FULL CUP | Volume 4

Drinking Water and Integrated Watershed Management

by Paul D. Robillard, Ph.D., Executive Director
World Water Watch, Cambridge, Massachusetts
Member, World Water Center Advisory Panel

The task of supplying high quality drinking water to those in need is a great challenge and extremely rewarding for those organizations working with local communities when projects are completed.

The mission of the World Water Center (WWC) to act as a clearinghouse to facilitate partnerships for these projects is of great help to nonprofit organizations like World Water Watch. It is through these types of partnerships that coalitions of organizations can more effectively develop assistance to communities. WWC provides a much needed information network for the exchange of water supply projects and emerging water supply solutions between communities and nonprofits.

Text Box:    Figure 1:  A rural community sharing a work day on its local water system.  World Water Watch ( WWW ) assists communities and other nonprofits in the design and operation of water supply systems. With approximately 120 experts working with WWW on all aspects of water supply development, protection, treatment and remediation, WWW has worked with over 60 partner organizations on a wide variety of water supply topics.

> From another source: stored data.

//! Expense display formatting

use crate::models::{Expense, ExpenseKind, Expenses, Money};

/// Format one expense list (fixed or variable) as a table with a total row
pub fn format_expense_list(kind: ExpenseKind, expenses: &[Expense]) -> String {
    let heading = match kind {
        ExpenseKind::Fixed => "Fixed Expenses",
        ExpenseKind::Variable => "Variable Expenses",
    };

    if expenses.is_empty() {
        return format!(
            "{}\n\nNo expenses yet. Add one with 'tally expense add --kind {}'.\n",
            heading, kind
        );
    }

    let name_width = expenses
        .iter()
        .map(|e| e.name.len())
        .max()
        .unwrap_or(4)
        .max(4);

    let mut output = String::new();
    output.push_str(&format!("{}\n\n", heading));
    output.push_str(&format!(
        "{:<width$}  {:<14}  {:>12}  {}\n",
        "Name",
        "Category",
        "Amount",
        "ID",
        width = name_width
    ));
    output.push_str(&format!(
        "{:-<width$}  {:-<14}  {:->12}  {:-<13}\n",
        "",
        "",
        "",
        "",
        width = name_width
    ));

    for expense in expenses {
        output.push_str(&format!(
            "{:<width$}  {:<14}  {:>12}  {}\n",
            expense.name,
            expense.category_or_other().name(),
            expense.amount,
            expense.id,
            width = name_width
        ));
    }

    let total: Money = expenses.iter().map(|e| e.amount).sum();
    output.push_str(&format!(
        "\n{:<width$}  {:<14}  {:>12}\n",
        "Total",
        "",
        total,
        width = name_width
    ));

    output
}

/// Format both lists with their totals
pub fn format_all_expenses(expenses: &Expenses) -> String {
    format!(
        "{}\n{}",
        format_expense_list(ExpenseKind::Fixed, &expenses.fixed),
        format_expense_list(ExpenseKind::Variable, &expenses.variable)
    )
}
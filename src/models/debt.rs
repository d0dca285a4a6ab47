//! Debt models: credit cards and loans
//!
//! Both carry a balance, a recurring payment, and an APR. The payoff
//! estimates deliberately ignore interest compounding; they answer "how many
//! payments at this amount until the balance reaches zero".

use std::fmt;
use std::str::FromStr;

use serde::{Deserialize, Serialize};

use super::ids::ItemId;
use super::money::Money;

/// A credit card with a revolving balance
#[derive(Debug, Clone, PartialEq, Serialize, Deserialize)]
pub struct CreditCard {
    pub id: ItemId,
    #[serde(default)]
    pub name: String,
    #[serde(default)]
    pub balance: Money,
    #[serde(default)]
    pub min_payment: Money,
    #[serde(default)]
    pub apr: f64,
    #[serde(default)]
    pub due_date: String,
}

impl CreditCard {
    /// Create a new credit card with zero/empty defaults
    pub fn new(id: ItemId) -> Self {
        Self {
            id,
            name: String::new(),
            balance: Money::zero(),
            min_payment: Money::zero(),
            apr: 0.0,
            due_date: String::new(),
        }
    }

    pub fn set_name(&mut self, name: impl Into<String>) {
        self.name = name.into();
    }

    pub fn set_balance(&mut self, balance: Money) {
        self.balance = balance;
    }

    pub fn set_min_payment(&mut self, min_payment: Money) {
        self.min_payment = min_payment;
    }

    pub fn set_apr(&mut self, apr: f64) {
        self.apr = apr;
    }

    pub fn set_due_date(&mut self, due_date: impl Into<String>) {
        self.due_date = due_date.into();
    }

    /// Approximate interest accrued in one month: balance × apr / 100 / 12
    pub fn monthly_interest(&self) -> Money {
        let cents = self.balance.cents() as f64 * self.apr / 100.0 / 12.0;
        Money::from_cents(cents.round() as i64)
    }

    /// Months to pay off the balance at the minimum payment
    ///
    /// 0 when either the balance or the payment is zero (guards division).
    pub fn payoff_months(&self) -> i64 {
        payoff_periods(self.balance, self.min_payment)
    }
}

/// How often a loan payment is due
#[derive(Debug, Clone, Copy, Default, PartialEq, Eq, Serialize, Deserialize)]
#[serde(rename_all = "kebab-case")]
pub enum PaymentFrequency {
    Weekly,
    BiWeekly,
    #[default]
    Monthly,
}

impl PaymentFrequency {
    pub fn name(&self) -> &'static str {
        match self {
            PaymentFrequency::Weekly => "weekly",
            PaymentFrequency::BiWeekly => "bi-weekly",
            PaymentFrequency::Monthly => "monthly",
        }
    }
}

impl fmt::Display for PaymentFrequency {
    fn fmt(&self, f: &mut fmt::Formatter<'_>) -> fmt::Result {
        write!(f, "{}", self.name())
    }
}

impl FromStr for PaymentFrequency {
    type Err = String;

    fn from_str(s: &str) -> Result<Self, Self::Err> {
        match s.to_ascii_lowercase().as_str() {
            "weekly" => Ok(PaymentFrequency::Weekly),
            "bi-weekly" | "biweekly" => Ok(PaymentFrequency::BiWeekly),
            "monthly" => Ok(PaymentFrequency::Monthly),
            _ => Err(format!(
                "Unknown frequency: {} (use weekly|bi-weekly|monthly)",
                s
            )),
        }
    }
}

/// A loan with a fixed recurring payment
#[derive(Debug, Clone, PartialEq, Serialize, Deserialize)]
pub struct Loan {
    pub id: ItemId,
    #[serde(default)]
    pub name: String,
    #[serde(default)]
    pub balance: Money,
    #[serde(default)]
    pub payment: Money,
    #[serde(default)]
    pub apr: f64,
    #[serde(default)]
    pub due_date: String,
    #[serde(default)]
    pub frequency: PaymentFrequency,
}

impl Loan {
    /// Create a new loan with zero/empty defaults and monthly frequency
    pub fn new(id: ItemId) -> Self {
        Self {
            id,
            name: String::new(),
            balance: Money::zero(),
            payment: Money::zero(),
            apr: 0.0,
            due_date: String::new(),
            frequency: PaymentFrequency::Monthly,
        }
    }

    pub fn set_name(&mut self, name: impl Into<String>) {
        self.name = name.into();
    }

    pub fn set_balance(&mut self, balance: Money) {
        self.balance = balance;
    }

    pub fn set_payment(&mut self, payment: Money) {
        self.payment = payment;
    }

    pub fn set_apr(&mut self, apr: f64) {
        self.apr = apr;
    }

    pub fn set_due_date(&mut self, due_date: impl Into<String>) {
        self.due_date = due_date.into();
    }

    pub fn set_frequency(&mut self, frequency: PaymentFrequency) {
        self.frequency = frequency;
    }

    /// Number of payments to reach a zero balance at the current payment
    ///
    /// 0 when either the balance or the payment is zero (guards division).
    pub fn payoff_payments(&self) -> i64 {
        payoff_periods(self.balance, self.payment)
    }
}

/// ceil(balance / payment) when both are positive, else 0
fn payoff_periods(balance: Money, payment: Money) -> i64 {
    if balance.is_positive() && payment.is_positive() {
        // Signed div_ceil is unstable; both values are positive here, so the
        // unsigned equivalent is identical.
        (balance.cents() as u64).div_ceil(payment.cents() as u64) as i64
    } else {
        0
    }
}

#[cfg(test)]
mod tests {
    use super::*;

    #[test]
    fn test_payoff_months() {
        let mut card = CreditCard::new(ItemId::from_millis(1));
        card.set_balance(Money::from_dollars(1200));
        card.set_min_payment(Money::from_dollars(100));

        assert_eq!(card.payoff_months(), 12);
    }

    #[test]
    fn test_payoff_months_rounds_up() {
        let mut card = CreditCard::new(ItemId::from_millis(1));
        card.set_balance(Money::from_dollars(1250));
        card.set_min_payment(Money::from_dollars(100));

        assert_eq!(card.payoff_months(), 13);
    }

    #[test]
    fn test_payoff_months_guards_zero() {
        let mut card = CreditCard::new(ItemId::from_millis(1));
        assert_eq!(card.payoff_months(), 0);

        card.set_balance(Money::from_dollars(500));
        assert_eq!(card.payoff_months(), 0);

        card.set_balance(Money::zero());
        card.set_min_payment(Money::from_dollars(50));
        assert_eq!(card.payoff_months(), 0);
    }

    #[test]
    fn test_monthly_interest() {
        let mut card = CreditCard::new(ItemId::from_millis(1));
        card.set_balance(Money::from_dollars(1200));
        card.set_apr(24.0);

        // 1200 * 24 / 100 / 12 = 24 dollars
        assert_eq!(card.monthly_interest(), Money::from_dollars(24));
    }

    #[test]
    fn test_monthly_interest_zero_apr() {
        let mut card = CreditCard::new(ItemId::from_millis(1));
        card.set_balance(Money::from_dollars(1200));
        assert_eq!(card.monthly_interest(), Money::zero());
    }

    #[test]
    fn test_loan_payoff_payments() {
        let mut loan = Loan::new(ItemId::from_millis(2));
        loan.set_balance(Money::from_dollars(5000));
        loan.set_payment(Money::from_dollars(250));

        assert_eq!(loan.payoff_payments(), 20);
    }

    #[test]
    fn test_frequency_wire_format() {
        let json = serde_json::to_string(&PaymentFrequency::BiWeekly).unwrap();
        assert_eq!(json, "\"bi-weekly\"");

        let parsed: PaymentFrequency = serde_json::from_str("\"weekly\"").unwrap();
        assert_eq!(parsed, PaymentFrequency::Weekly);
    }

    #[test]
    fn test_frequency_parse() {
        assert_eq!(
            "bi-weekly".parse::<PaymentFrequency>().unwrap(),
            PaymentFrequency::BiWeekly
        );
        assert_eq!(
            "MONTHLY".parse::<PaymentFrequency>().unwrap(),
            PaymentFrequency::Monthly
        );
        assert!("daily".parse::<PaymentFrequency>().is_err());
    }

    #[test]
    fn test_loan_defaults_to_monthly() {
        let loan: Loan = serde_json::from_str(r#"{"id": 4}"#).unwrap();
        assert_eq!(loan.frequency, PaymentFrequency::Monthly);
        assert_eq!(loan.balance, Money::zero());
    }
}
//! Credit card and loan display formatting
//!
//! Shows the per-item derived figures alongside the raw fields: estimated
//! monthly interest and payoff time for cards, payoff count for loans.

use crate::models::{CreditCard, Loan, Money};

/// Format the credit card list with derived figures and totals
pub fn format_credit_cards(cards: &[CreditCard]) -> String {
    if cards.is_empty() {
        return "No credit cards yet. Add one with 'tally card add'.\n".to_string();
    }

    let mut output = String::new();
    output.push_str("Credit Cards\n\n");

    for card in cards {
        let name = if card.name.is_empty() {
            "Unnamed Card"
        } else {
            &card.name
        };
        let due = if card.due_date.is_empty() {
            "N/A"
        } else {
            &card.due_date
        };

        output.push_str(&format!("{} (id: {})\n", name, card.id));
        output.push_str(&format!(
            "  Balance: {}  Min Payment: {}  APR: {:.2}%  Due: {}\n",
            card.balance, card.min_payment, card.apr, due
        ));
        output.push_str(&format!(
            "  Monthly Interest: ~{}  Payoff at min payment: {} months\n",
            card.monthly_interest(),
            card.payoff_months()
        ));
    }

    let total_balance: Money = cards.iter().map(|c| c.balance).sum();
    let total_payments: Money = cards.iter().map(|c| c.min_payment).sum();
    output.push_str(&format!(
        "\nTotal Balance: {}  Total Min Payments: {}/mo\n",
        total_balance, total_payments
    ));

    output
}

/// Format the loan list with derived figures and totals
pub fn format_loans(loans: &[Loan]) -> String {
    if loans.is_empty() {
        return "No loans yet. Add one with 'tally loan add'.\n".to_string();
    }

    let mut output = String::new();
    output.push_str("Loans\n\n");

    for loan in loans {
        let name = if loan.name.is_empty() {
            "Unnamed Loan"
        } else {
            &loan.name
        };

        output.push_str(&format!("{} (id: {})\n", name, loan.id));
        output.push_str(&format!(
            "  Balance: {}  Payment: {}/{}  APR: {:.2}%\n",
            loan.balance, loan.payment, loan.frequency, loan.apr
        ));
        output.push_str(&format!(
            "  Estimated payoff: {} payments\n",
            loan.payoff_payments()
        ));
    }

    let total_balance: Money = loans.iter().map(|l| l.balance).sum();
    let total_payments: Money = loans.iter().map(|l| l.payment).sum();
    output.push_str(&format!(
        "\nTotal Balance: {}  Total Payments: {}\n",
        total_balance, total_payments
    ));

    output
}

#[cfg(test)]
mod tests {
    use super::*;
    use crate::models::ItemId;

    #[test]
    fn test_format_empty_cards() {
        assert!(format_credit_cards(&[]).contains("No credit cards yet"));
    }

    #[test]
    fn test_format_card_with_derived_figures() {
        let mut card = CreditCard::new(ItemId::from_millis(1));
        card.set_name("Visa");
        card.set_balance(Money::from_dollars(1200));
        card.set_min_payment(Money::from_dollars(100));
        card.set_apr(24.0);

        let output = format_credit_cards(&[card]);
        assert!(output.contains("Visa"));
        assert!(output.contains("12 months"));
        assert!(output.contains("~$24.00"));
    }

    #[test]
    fn test_format_loan_with_frequency() {
        let mut loan = Loan::new(ItemId::from_millis(2));
        loan.set_name("Car");
        loan.set_balance(Money::from_dollars(5000));
        loan.set_payment(Money::from_dollars(250));

        let output = format_loans(&[loan]);
        assert!(output.contains("Car"));
        assert!(output.contains("/monthly"));
        assert!(output.contains("20 payments"));
    }
}
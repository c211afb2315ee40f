//! Writes a few registers through the simulation handler, drives the trace
//! through the register-file model and prints every resolved value.

use std::time::Duration;

use axi_core::{
    drive, Command, Handler, RegisterFileConfig, RegisterFileModel, ResultState, SimHandler,
};
use log as _;
use proptest as _;
use rstest as _;
#[cfg(feature = "serde")]
use serde as _;
use thiserror as _;

fn main() {
    let config = RegisterFileConfig::default();
    let mut model = match RegisterFileModel::with_config(&config) {
        Ok(model) => model,
        Err(error) => {
            eprintln!("invalid model: {error}");
            std::process::exit(1);
        }
    };
    let mut handler = SimHandler::new();

    let commands = [
        Command::set_unsigned(27, 2).map(|command| command.with_description("store 27")),
        Command::set_signed(-1, 3).map(|command| command.with_description("store -1")),
        Command::get_unsigneds(2, 2, false).map(|command| command.with_description("read back")),
        Command::get_boolean(2).map(|command| command.with_description("not a boolean")),
        Command::fake_wait(config.latency, Duration::ZERO),
    ];
    let mut queued = Vec::new();
    for command in commands {
        match command {
            Ok(command) => queued.push(command),
            Err(error) => {
                eprintln!("invalid command: {error}");
                std::process::exit(1);
            }
        }
    }

    let handles: Vec<_> = queued
        .iter()
        .map(|command| (command.description().unwrap_or("wait").to_string(), command.result()))
        .collect();
    if let Err(error) = handler.send(queued) {
        eprintln!("{error}");
        std::process::exit(1);
    }

    let trace = handler.render();
    let responses = drive(&mut model, &trace);
    if let Err(error) = handler.consume(&responses) {
        eprintln!("{error}");
        std::process::exit(1);
    }

    println!("{} cycles", trace.len());
    for (label, handle) in handles {
        match handle.state() {
            ResultState::Resolved(value) => println!("{label}: {value}"),
            ResultState::Failed { fault, .. } => println!("{label}: {fault}"),
            ResultState::Pending => println!("{label}: pending"),
        }
    }
}
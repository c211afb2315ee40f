//! Dispatch back-ends that move commands onto a bus.

/// Live dispatch over a blocking bus connection.
pub mod live;
/// Cycle-accurate simulation dispatch.
pub mod sim;

pub use live::{Connection, LiveHandler};
pub use sim::SimHandler;

use crate::{Command, HandlerError};

/// Accepts commands for dispatch in submission order.
///
/// Implementations settle each command's deferred result exactly once:
/// the simulation handler during `consume`, the live handler inline.
pub trait Handler {
    /// Queues or dispatches `commands` in order.
    ///
    /// A command the handler refuses still settles, with a fault, as do the
    /// commands after it in the same batch.
    ///
    /// # Errors
    ///
    /// Returns [`HandlerError`] when a command cannot be dispatched at all.
    fn send(&mut self, commands: Vec<Command>) -> Result<(), HandlerError>;

    /// Sends a single command.
    ///
    /// # Errors
    ///
    /// See [`Handler::send`].
    fn send_one(&mut self, command: Command) -> Result<(), HandlerError> {
        self.send(vec![command])
    }
}
//! Error type for script loading, execution and trace I/O.

use std::io;
use std::path::PathBuf;

use axi_core::{ConfigError, HandlerError};
use thiserror::Error;

/// Failure while loading or running a script.
#[derive(Debug, Error)]
pub enum ScriptError {
    /// A file could not be read or written.
    #[error("{}: {source}", .path.display())]
    Io {
        /// File involved.
        path: PathBuf,
        /// Underlying failure.
        #[source]
        source: io::Error,
    },
    /// Script, trace or report JSON was malformed.
    #[error("invalid JSON: {0}")]
    Json(#[from] serde_json::Error),
    /// A step describes an invalid command.
    #[error("step {step}: {source}")]
    Step {
        /// Zero-based step index.
        step: usize,
        /// Construction failure.
        #[source]
        source: ConfigError,
    },
    /// The simulation setup is invalid.
    #[error("invalid simulation: {0}")]
    Config(#[from] ConfigError),
    /// The handler could not dispatch or correlate the script.
    #[error(transparent)]
    Handler(#[from] HandlerError),
}

impl ScriptError {
    pub(crate) fn io(path: impl Into<PathBuf>, source: io::Error) -> Self {
        Self::Io {
            path: path.into(),
            source,
        }
    }
}
//! JSON command scripts.
//!
//! ```json
//! {
//!   "base_address": 64,
//!   "steps": [
//!     { "op": "set_unsigned", "offset": 2, "value": 27 },
//!     { "op": "get_unsigned", "offset": 2, "description": "read back" },
//!     { "op": "wait", "cycles": 4 }
//!   ]
//! }
//! ```

use std::fs;
use std::path::Path;
use std::time::Duration;

use axi_core::{Command, ConfigError};
use serde::{Deserialize, Serialize};

use crate::ScriptError;

/// Ordered register operations relative to one base address.
#[derive(Debug, Clone, PartialEq, Eq, Deserialize, Serialize)]
pub struct Script {
    /// Added to every step offset.
    #[serde(default)]
    pub base_address: u32,
    /// Operations in submission order.
    pub steps: Vec<Step>,
}

/// One script operation.
#[derive(Debug, Clone, PartialEq, Eq, Deserialize, Serialize)]
#[serde(tag = "op", rename_all = "snake_case")]
pub enum Step {
    /// Read a boolean register.
    GetBoolean {
        /// Register offset.
        offset: u32,
        /// Label used in reports and faults.
        #[serde(default, skip_serializing_if = "Option::is_none")]
        description: Option<String>,
    },
    /// Write a boolean register.
    SetBoolean {
        /// Register offset.
        offset: u32,
        /// Value written.
        value: bool,
        /// Label used in reports and faults.
        #[serde(default, skip_serializing_if = "Option::is_none")]
        description: Option<String>,
    },
    /// Read one word.
    GetUnsigned {
        /// Register offset.
        offset: u32,
        /// Label used in reports and faults.
        #[serde(default, skip_serializing_if = "Option::is_none")]
        description: Option<String>,
    },
    /// Read a burst.
    GetUnsigneds {
        /// First register offset.
        offset: u32,
        /// Number of words.
        length: usize,
        /// Read every word from `offset`.
        #[serde(default)]
        constant_address: bool,
        /// Label used in reports and faults.
        #[serde(default, skip_serializing_if = "Option::is_none")]
        description: Option<String>,
    },
    /// Write one word.
    SetUnsigned {
        /// Register offset.
        offset: u32,
        /// Value written; must fit in 32 unsigned bits.
        value: i64,
        /// Label used in reports and faults.
        #[serde(default, skip_serializing_if = "Option::is_none")]
        description: Option<String>,
    },
    /// Write a burst.
    SetUnsigneds {
        /// First register offset.
        offset: u32,
        /// Values written in order.
        values: Vec<i64>,
        /// Write every word to `offset`.
        #[serde(default)]
        constant_address: bool,
        /// Label used in reports and faults.
        #[serde(default, skip_serializing_if = "Option::is_none")]
        description: Option<String>,
    },
    /// Write a two's-complement word.
    SetSigned {
        /// Register offset.
        offset: u32,
        /// Value written.
        value: i64,
        /// Label used in reports and faults.
        #[serde(default, skip_serializing_if = "Option::is_none")]
        description: Option<String>,
    },
    /// Write 0 to a trigger register.
    Trigger {
        /// Register offset.
        offset: u32,
        /// Label used in reports and faults.
        #[serde(default, skip_serializing_if = "Option::is_none")]
        description: Option<String>,
    },
    /// Idle cycles in simulation, a sleep on hardware.
    Wait {
        /// Idle cycles rendered.
        #[serde(default)]
        cycles: usize,
        /// Milliseconds slept by live handlers.
        #[serde(default)]
        sleep_ms: u64,
    },
    /// Nested steps dispatched as one combined command.
    Combined {
        /// Sub-steps in order.
        steps: Vec<Step>,
        /// Label used in reports and faults.
        #[serde(default, skip_serializing_if = "Option::is_none")]
        description: Option<String>,
    },
}

impl Script {
    /// Parses a script from JSON text.
    ///
    /// # Errors
    ///
    /// Returns [`ScriptError::Json`] for malformed input.
    pub fn from_json(text: &str) -> Result<Self, ScriptError> {
        Ok(serde_json::from_str(text)?)
    }

    /// Reads and parses a script file.
    ///
    /// # Errors
    ///
    /// Returns [`ScriptError::Io`] or [`ScriptError::Json`].
    pub fn load(path: &Path) -> Result<Self, ScriptError> {
        let text = fs::read_to_string(path).map_err(|error| ScriptError::io(path, error))?;
        Self::from_json(&text)
    }

    /// Builds one command per step.
    ///
    /// # Errors
    ///
    /// Returns [`ScriptError::Step`] for the first invalid step.
    pub fn commands(&self) -> Result<Vec<Command>, ScriptError> {
        self.steps
            .iter()
            .enumerate()
            .map(|(step, item)| {
                item.command(self.base_address)
                    .map_err(|source| ScriptError::Step { step, source })
            })
            .collect()
    }
}

impl Step {
    /// Operation name as written in scripts.
    #[must_use]
    pub const fn op(&self) -> &'static str {
        match self {
            Self::GetBoolean { .. } => "get_boolean",
            Self::SetBoolean { .. } => "set_boolean",
            Self::GetUnsigned { .. } => "get_unsigned",
            Self::GetUnsigneds { .. } => "get_unsigneds",
            Self::SetUnsigned { .. } => "set_unsigned",
            Self::SetUnsigneds { .. } => "set_unsigneds",
            Self::SetSigned { .. } => "set_signed",
            Self::Trigger { .. } => "trigger",
            Self::Wait { .. } => "wait",
            Self::Combined { .. } => "combined",
        }
    }

    /// Description if present, otherwise the operation name.
    #[must_use]
    pub fn label(&self) -> &str {
        match self {
            Self::GetBoolean { description, .. }
            | Self::SetBoolean { description, .. }
            | Self::GetUnsigned { description, .. }
            | Self::GetUnsigneds { description, .. }
            | Self::SetUnsigned { description, .. }
            | Self::SetUnsigneds { description, .. }
            | Self::SetSigned { description, .. }
            | Self::Trigger { description, .. }
            | Self::Combined { description, .. } => description.as_deref().unwrap_or(self.op()),
            Self::Wait { .. } => self.op(),
        }
    }

    /// Builds the command for this step at `base_address`.
    ///
    /// # Errors
    ///
    /// Returns [`ConfigError`] for an invalid address, burst or value.
    pub fn command(&self, base_address: u32) -> Result<Command, ConfigError> {
        let address = |offset: u32| {
            base_address
                .checked_add(offset)
                .ok_or(ConfigError::AddressOverflow {
                    base: base_address,
                    offset,
                })
        };
        let command = match self {
            Self::GetBoolean { offset, .. } => Command::get_boolean(address(*offset)?)?,
            Self::SetBoolean { offset, value, .. } => {
                Command::set_boolean(*value, address(*offset)?)?
            }
            Self::GetUnsigned { offset, .. } => Command::get_unsigned(address(*offset)?)?,
            Self::GetUnsigneds {
                offset,
                length,
                constant_address,
                ..
            } => Command::get_unsigneds(address(*offset)?, *length, *constant_address)?,
            Self::SetUnsigned { offset, value, .. } => {
                Command::set_unsigned(*value, address(*offset)?)?
            }
            Self::SetUnsigneds {
                offset,
                values,
                constant_address,
                ..
            } => Command::set_unsigneds(values, address(*offset)?, *constant_address)?,
            Self::SetSigned { offset, value, .. } => {
                Command::set_signed(*value, address(*offset)?)?
            }
            Self::Trigger { offset, .. } => Command::trigger(address(*offset)?)?,
            Self::Wait { cycles, sleep_ms } => {
                return Command::fake_wait(*cycles, Duration::from_millis(*sleep_ms));
            }
            Self::Combined { steps, .. } => Command::combined(
                steps
                    .iter()
                    .map(|step| step.command(base_address))
                    .collect::<Result<_, _>>()?,
            ),
        };
        Ok(command.with_description(self.label()))
    }
}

Two aspects of this work should be emphasized. First, is the design of water supply systems that can be maintained by communities (Figure 1). Without proper maintenance water supply systems often fail after only a few years of operation due to a host of natural and mechanical problems which are common to all types of infrastructure projects. The classic example is failure of pumps in water supply distribution systems. Even “gravity systems” which do not rely on pumps can fail when pipelines are washed out in storms or sediment clogs lines.

There are many other ways in which systems fail. On the bright side, there are well established methods to maintain systems that ensure decades of reliable service. World Water Watch works with communities not only to develop new water supply sources but to design systems that include well proven maintenance components and procedures.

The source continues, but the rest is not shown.